## TASK TO COMPLETE
Search the records below for the word "Build", then return every line where it appears.

## RECORDS
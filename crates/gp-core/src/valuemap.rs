//! Time-indexed value providers.
//!
//! Boundary conditions, control schedules and initial profiles are all given
//! as sorted samples `(argument, values)`. Queries interpolate linearly
//! between neighbouring samples. Arguments outside the sampled range are an
//! error, except for a slack of [`TIME_EPSILON`] that absorbs rounding in
//! accumulated step times.

use thiserror::Error;

use crate::numeric::{Real, TIME_EPSILON};

pub type ValueMapResult<T> = Result<T, ValueMapError>;

#[derive(Error, Debug, Clone, PartialEq)]
pub enum ValueMapError {
    #[error("Value map has no samples")]
    Empty,

    #[error("Sample at {argument} has {got} values, expected {expected}")]
    WrongWidth {
        argument: Real,
        expected: usize,
        got: usize,
    },

    #[error("Two samples share the argument {argument}")]
    DuplicateArgument { argument: Real },

    #[error("Sample at {argument} is not finite")]
    NonFinite { argument: Real },

    #[error("Requested value {requested} is lower than the first valid value: {first}")]
    TooEarly { requested: Real, first: Real },

    #[error("Requested value {requested} is higher than the last valid value: {last}")]
    TooLate { requested: Real, last: Real },
}

/// One raw sample, as read from configuration data.
#[derive(Debug, Clone, PartialEq)]
#[cfg_attr(feature = "serde", derive(serde::Deserialize, serde::Serialize))]
pub struct Sample {
    pub argument: Real,
    pub values: Vec<Real>,
}

/// Piecewise-linear map from a scalar argument (usually time) to `N` values.
#[derive(Debug, Clone, PartialEq)]
pub struct ValueMap<const N: usize> {
    arguments: Vec<Real>,
    values: Vec<[Real; N]>,
    /// A constant map answers every query.
    unbounded: bool,
}

/// Boundary values of a component, indexed by time.
pub type BoundaryValue<const N: usize> = ValueMap<N>;
/// Control schedule of a component, indexed by time.
pub type ControlValue<const N: usize> = ValueMap<N>;
/// Initial profile of a component, indexed by position (pipes) or a single point.
pub type InitialValue<const N: usize> = ValueMap<N>;

impl<const N: usize> ValueMap<N> {
    /// Build a map from samples in any order.
    pub fn new(samples: impl IntoIterator<Item = (Real, [Real; N])>) -> ValueMapResult<Self> {
        let mut samples: Vec<(Real, [Real; N])> = samples.into_iter().collect();
        if samples.is_empty() {
            return Err(ValueMapError::Empty);
        }
        for (argument, values) in &samples {
            if !argument.is_finite() || values.iter().any(|v| !v.is_finite()) {
                return Err(ValueMapError::NonFinite {
                    argument: *argument,
                });
            }
        }
        samples.sort_by(|a, b| a.0.total_cmp(&b.0));
        for pair in samples.windows(2) {
            if pair[0].0 == pair[1].0 {
                return Err(ValueMapError::DuplicateArgument {
                    argument: pair[0].0,
                });
            }
        }
        let (arguments, values) = samples.into_iter().unzip();
        Ok(Self {
            arguments,
            values,
            unbounded: false,
        })
    }

    /// A map returning `value` for every argument.
    pub fn constant(value: [Real; N]) -> Self {
        Self {
            arguments: vec![0.0],
            values: vec![value],
            unbounded: true,
        }
    }

    /// Build a map from raw samples, checking that each carries `N` values.
    pub fn from_samples(samples: &[Sample]) -> ValueMapResult<Self> {
        let mut typed = Vec::with_capacity(samples.len());
        for sample in samples {
            let values: [Real; N] =
                sample
                    .values
                    .as_slice()
                    .try_into()
                    .map_err(|_| ValueMapError::WrongWidth {
                        argument: sample.argument,
                        expected: N,
                        got: sample.values.len(),
                    })?;
            typed.push((sample.argument, values));
        }
        Self::new(typed)
    }

    pub fn first_argument(&self) -> Real {
        self.arguments[0]
    }

    pub fn last_argument(&self) -> Real {
        self.arguments[self.arguments.len() - 1]
    }

    /// Interpolated values at `t`.
    pub fn at(&self, t: Real) -> ValueMapResult<[Real; N]> {
        if self.unbounded {
            return Ok(self.values[0]);
        }
        let first = self.first_argument();
        let last = self.last_argument();
        if t >= last {
            if t > last + TIME_EPSILON {
                return Err(ValueMapError::TooLate { requested: t, last });
            }
            return Ok(self.values[self.values.len() - 1]);
        }
        if t <= first {
            if t < first - TIME_EPSILON {
                return Err(ValueMapError::TooEarly {
                    requested: t,
                    first,
                });
            }
            return Ok(self.values[0]);
        }

        // first < t < last, so there is a sample strictly above and one at or below.
        let next = self.arguments.partition_point(|&a| a < t);
        let previous = next - 1;
        let t_minus = self.arguments[previous];
        let t_plus = self.arguments[next];
        let weight = (t - t_minus) / (t_plus - t_minus);

        let mut out = [0.0; N];
        for (i, slot) in out.iter_mut().enumerate() {
            let low = self.values[previous][i];
            let high = self.values[next][i];
            *slot = low + weight * (high - low);
        }
        Ok(out)
    }
}

#[cfg(test)]
mod tests {
    use super::*;

    fn ramp() -> ValueMap<2> {
        ValueMap::new([(10.0, [2.0, -1.0]), (0.0, [0.0, 1.0]), (20.0, [2.0, 0.0])]).unwrap()
    }

    #[test]
    fn interpolates_between_samples() {
        let map = ramp();
        assert_eq!(map.at(5.0).unwrap(), [1.0, 0.0]);
        assert_eq!(map.at(15.0).unwrap(), [2.0, -0.5]);
        assert_eq!(map.at(10.0).unwrap(), [2.0, -1.0]);
    }

    #[test]
    fn endpoints_are_inclusive_with_slack() {
        let map = ramp();
        assert_eq!(map.at(0.0).unwrap(), [0.0, 1.0]);
        assert_eq!(map.at(-1e-12).unwrap(), [0.0, 1.0]);
        assert_eq!(map.at(20.0 + 1e-12).unwrap(), [2.0, 0.0]);
    }

    #[test]
    fn out_of_range_distinguishes_direction() {
        let map = ramp();
        assert!(matches!(
            map.at(-1.0),
            Err(ValueMapError::TooEarly { first, .. }) if first == 0.0
        ));
        assert!(matches!(
            map.at(21.0),
            Err(ValueMapError::TooLate { last, .. }) if last == 20.0
        ));
    }

    #[test]
    fn rejects_bad_samples() {
        assert_eq!(
            ValueMap::<1>::new(std::iter::empty()).unwrap_err(),
            ValueMapError::Empty
        );
        assert!(matches!(
            ValueMap::new([(1.0, [0.0]), (1.0, [2.0])]),
            Err(ValueMapError::DuplicateArgument { .. })
        ));
        assert!(matches!(
            ValueMap::new([(0.0, [Real::NAN])]),
            Err(ValueMapError::NonFinite { .. })
        ));
    }

    #[test]
    fn raw_samples_are_width_checked() {
        let good = [
            Sample {
                argument: 0.0,
                values: vec![1.0],
            },
            Sample {
                argument: 1.0,
                values: vec![3.0],
            },
        ];
        let map = ValueMap::<1>::from_samples(&good).unwrap();
        assert_eq!(map.at(0.5).unwrap(), [2.0]);

        let bad = [Sample {
            argument: 0.0,
            values: vec![1.0, 2.0],
        }];
        assert_eq!(
            ValueMap::<1>::from_samples(&bad).unwrap_err(),
            ValueMapError::WrongWidth {
                argument: 0.0,
                expected: 1,
                got: 2
            }
        );
    }

    #[test]
    fn constant_answers_everywhere() {
        let map = ValueMap::constant([4.0]);
        assert_eq!(map.at(-1e9).unwrap(), [4.0]);
        assert_eq!(map.at(1e9).unwrap(), [4.0]);
    }

    proptest::proptest! {
        #[test]
        fn interpolation_stays_within_neighbours(t in 0.0_f64..20.0) {
            let map = ramp();
            let [a, b] = map.at(t).unwrap();
            proptest::prop_assert!((0.0..=2.0).contains(&a));
            proptest::prop_assert!((-1.0..=1.0).contains(&b));
        }
    }
}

## ANSWER BOX
    /// Build a map from samples in any order.
    /// Build a map from raw samples, checking that each carries `N` values.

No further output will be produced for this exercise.